UN SOUTIEN INDÉFECTIBLE AU SPORT LOCAL ET AUX RESTAURATEURS
Vous êtes très impliqué dans le soutien aux restaurateurs mais aussi au sport local, notamment avec l’USAP. Pouvez-vous nous en dire plus ?
Laurent Sobraquès : Nous avons toujours été proches des chefs. Notre rôle est de leur fournir des produits et un service de qualité. Avec les Toques Blanches, nous avons bâti une vraie relation de partenariat, et nous les accompagnons dans leurs projets. Notre métier, c’est bien plus que de la distribution : c’est un engagement envers ceux qui perpétuent l’excellence de la gastronomie. Nous soutenons également l’USAP (Union Sportive Arlequins Perpignanais), un club qui fait partie de l’identité catalane. Mon père, Bernard, en a même été le président, et j’ai moi-même rejoint son conseil d’administration, avant de devenir vice-président chargé du sponsoring. Nous avons une loge depuis de nombreuses années que nous utilisons pour renforcer nos relations avec nos clients et partenaires. C’est une manière pour nous de soutenir le sport local, mais aussi de défendre les valeurs de solidarité et de combativité qui sont chères à notre famille et à notre entreprise.
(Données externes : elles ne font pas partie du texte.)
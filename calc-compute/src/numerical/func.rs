//! Functions that can be called from an expression.

use calc_parser::parser::ast::expr::Expr;
use std::sync::Arc;
use super::{
    ctxt::{Ctxt, Frame},
    error::{Error, InvalidArgument, WrongArgumentCount},
    eval::Eval,
};

/// A native function was given an argument outside of its domain.
#[derive(Debug, Clone, Copy, PartialEq)]
pub struct DomainError {
    /// The index of the offending argument.
    pub index: usize,

    /// What is wrong with the argument, phrased to follow "argument N of `f`".
    pub reason: &'static str,
}

/// A function defined by the user with an assignment like `f(x, y) = x + y`.
#[derive(Debug, Clone, PartialEq)]
pub struct UserFunc {
    /// The names of the parameters, all distinct.
    pub params: Vec<String>,

    /// The body of the function.
    pub body: Expr,
}

impl UserFunc {
    /// Evaluates the body with the parameters bound to the given values.
    pub fn call_with_values(&self, name: &str, values: &[f64], ctxt: &mut Ctxt) -> Result<f64, Error> {
        check_arity(name, self.params.len(), values.len())?;
        let frame = Frame::new(self.params.iter().cloned().zip(values.iter().copied()));
        let mut scope = ctxt.push_frame(frame)?;
        self.body.eval(&mut scope)
    }
}

/// A native function that receives its arguments unevaluated.
#[derive(Debug, Clone, Copy)]
pub struct VariadicFn {
    pub eval: fn(&[Expr], &mut Ctxt) -> Result<f64, Error>,
}

/// A native function taking a fixed number of numeric arguments.
#[derive(Debug, Clone, Copy)]
pub enum FixedFn {
    Nullary(fn() -> f64),
    Unary(fn(f64) -> Result<f64, DomainError>),
    Binary(fn(f64, f64) -> Result<f64, DomainError>),
}

impl FixedFn {
    /// The number of arguments the function takes.
    pub fn arity(&self) -> usize {
        match self {
            FixedFn::Nullary(_) => 0,
            FixedFn::Unary(_) => 1,
            FixedFn::Binary(_) => 2,
        }
    }

    /// Applies the function to already evaluated arguments.
    pub fn call_with_values(&self, name: &str, values: &[f64]) -> Result<f64, Error> {
        let result = match (self, values) {
            (FixedFn::Nullary(f), []) => Ok(f()),
            (FixedFn::Unary(f), &[x]) => f(x),
            (FixedFn::Binary(f), &[x, y]) => f(x, y),
            _ => return Err(Error::spanless(WrongArgumentCount {
                name: name.to_string(),
                expected: self.arity(),
                given: values.len(),
            })),
        };

        result.map_err(|DomainError { index, reason }| Error::spanless(InvalidArgument {
            name: name.to_string(),
            index,
            reason,
        }))
    }
}

/// A function available for use in a context.
#[derive(Debug, Clone)]
pub enum Func {
    /// A function defined by the user.
    UserDefined(Arc<UserFunc>),

    /// A native function that inspects its argument trees.
    Variadic(VariadicFn),

    /// A native function of a fixed number of numeric arguments.
    Fixed(FixedFn),
}

impl From<FixedFn> for Func {
    fn from(func: FixedFn) -> Self {
        Func::Fixed(func)
    }
}

impl From<VariadicFn> for Func {
    fn from(func: VariadicFn) -> Self {
        Func::Variadic(func)
    }
}

impl Func {
    /// Calls the function with the given argument trees.
    ///
    /// User-defined and fixed-arity functions check the number of arguments before evaluating
    /// any of them.
    pub fn call(&self, name: &str, args: &[Expr], ctxt: &mut Ctxt) -> Result<f64, Error> {
        match self {
            Func::UserDefined(func) => {
                check_arity(name, func.params.len(), args.len())?;
                let values = eval_all(args, ctxt)?;
                func.call_with_values(name, &values, ctxt)
            },
            Func::Variadic(func) => (func.eval)(args, ctxt),
            Func::Fixed(func) => {
                check_arity(name, func.arity(), args.len())?;
                let values = eval_all(args, ctxt)?;
                func.call_with_values(name, &values)
            },
        }
    }

    /// Calls the function with arguments that were already evaluated.
    pub fn call_with_values(&self, name: &str, values: &[f64], ctxt: &mut Ctxt) -> Result<f64, Error> {
        match self {
            Func::UserDefined(func) => func.call_with_values(name, values, ctxt),
            Func::Variadic(func) => {
                let args = values.iter().map(|&value| Expr::Number(value)).collect::<Vec<_>>();
                (func.eval)(&args, ctxt)
            },
            Func::Fixed(func) => func.call_with_values(name, values),
        }
    }
}

/// Returns an error if `given` is not `expected`.
pub fn check_arity(name: &str, expected: usize, given: usize) -> Result<(), Error> {
    if expected == given {
        Ok(())
    } else {
        Err(Error::spanless(WrongArgumentCount { name: name.to_string(), expected, given }))
    }
}

/// Evaluates each expression in order, stopping at the first error.
pub fn eval_all(args: &[Expr], ctxt: &mut Ctxt) -> Result<Vec<f64>, Error> {
    args.iter().map(|arg| arg.eval(ctxt)).collect()
}

#[cfg(test)]
mod tests {
    use calc_error::ErrorCategory;
    use pretty_assertions::assert_eq;
    use super::*;

    fn double(args: &[Expr], ctxt: &mut Ctxt) -> Result<f64, Error> {
        Ok(2.0 * eval_all(args, ctxt)?.iter().sum::<f64>())
    }

    #[test]
    fn user_function_binds_params() {
        let func = Func::UserDefined(Arc::new(UserFunc {
            params: vec!["a".to_string(), "b".to_string()],
            body: Expr::var("a") - Expr::var("b"),
        }));
        let mut ctxt = Ctxt::new();
        ctxt.add_var("a", 100.0);

        let args = [Expr::Number(5.0), Expr::var("a")];
        assert_eq!(func.call("f", &args, &mut ctxt).unwrap(), -95.0);
        assert_eq!(ctxt.get_var("a"), 100.0);
        assert_eq!(ctxt.call_depth(), 0);
    }

    #[test]
    fn arity_is_checked() {
        let mut ctxt = Ctxt::new();
        let func = Func::Fixed(FixedFn::Binary(|x, y| Ok(x + y)));
        let err = func.call("add", &[Expr::Number(1.0)], &mut ctxt).unwrap_err();
        assert_eq!(err.category(), ErrorCategory::FunctionCall);
        assert_eq!(err.to_string(), "FunctionCallError: wrong number of arguments (1 given, 2 expected).");
    }

    #[test]
    fn domain_errors_become_argument_errors() {
        let func = FixedFn::Unary(|_| Err(DomainError { index: 0, reason: "must be positive" }));
        let err = func.call_with_values("g", &[-1.0]).unwrap_err();
        assert_eq!(err.to_string(), "ArgumentError: argument 1 of `g` must be positive.");
    }

    #[test]
    fn variadic_receives_numbers_when_called_with_values() {
        let mut ctxt = Ctxt::new();
        let func = Func::Variadic(VariadicFn { eval: double });
        assert_eq!(func.call_with_values("double", &[1.5, 2.0], &mut ctxt).unwrap(), 7.0);
    }
}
Parmi tous les produits que vous distribuez, y en a-t-il un dont vous êtes particulièrement fier ?
Laurent Sobraquès : Si je me déshabillais, j’aurais sûrement des plumes sous la chemise tant la volaille fait partie de mon ADN ! Mais si je devais choisir un produit aujourd’hui, ce serait la crème glacée que nous produisons sous la marque Glaces des Alpes. Ce sont des artisans glaciers passionnés qui élaborent des produits 100 % naturels. Nous fournissons des restaurateurs et des glaciers partout en France. Parmi nos créations phares, il y a la glace à la rousquille catalane, un clin d’œil à notre terroir. C’est un bel exemple de notre capacité à allier tradition et innovation.

Quels sont vos projets pour l’avenir ?
Laurent Sobraquès : Nous développons notre présence en Espagne avec une antenne sur la Costa Brava, et envisageons de nous implanter à Toulouse. Montpellier est déjà bien développé, et nous avons des projets d’expansion sur d’autres zones stratégiques. Nous voulons continuer à évoluer sans jamais perdre l’esprit familial qui fait notre force.

LA SIXIÈME GÉNÉRATION EN MARCHE
Votre fille Carla et votre fils représentent la sixième génération. Comment les voyez-vous prendre le relais ?
Laurent Sobraquès : C’est une grande fierté de voir mes enfants s’intéresser à l’entreprise familiale. Carla, qui suit un master en alternance, apprend les rouages du métier. Elle se fera sûrement sa propre expérience ailleurs pour se forger sa vision personnelle avant de revenir. Mon fils, lui, se forme également en dehors de l’entreprise avant, peut-être, de revenir lui aussi. Rien ne leur est imposé, mais s’ils décident de perpétuer cette aventure, ils le feront avec leur propre regard, tout en restant fidèles aux valeurs qui ont construit notre histoire. J’en serais très fier.

UNE FIERTÉ AVANT TOUT HUMAINE
Pour conclure, qu’est-ce qui vous rend le plus fier aujourd’hui ?
Laurent Sobraquès : La relation humaine. Voir mes équipes engagées, savoir que nous avons bâti quelque chose de solide et de pérenne, c’est ce qui me motive chaque jour. L’entreprise ne serait rien sans les personnes qui y travaillent, et c’est grâce à elles que nous avançons. J’ai hérité d’une balle que l’on se transmet de génération en génération, mais ce qui compte, ce sont les êtres qui la font vivre.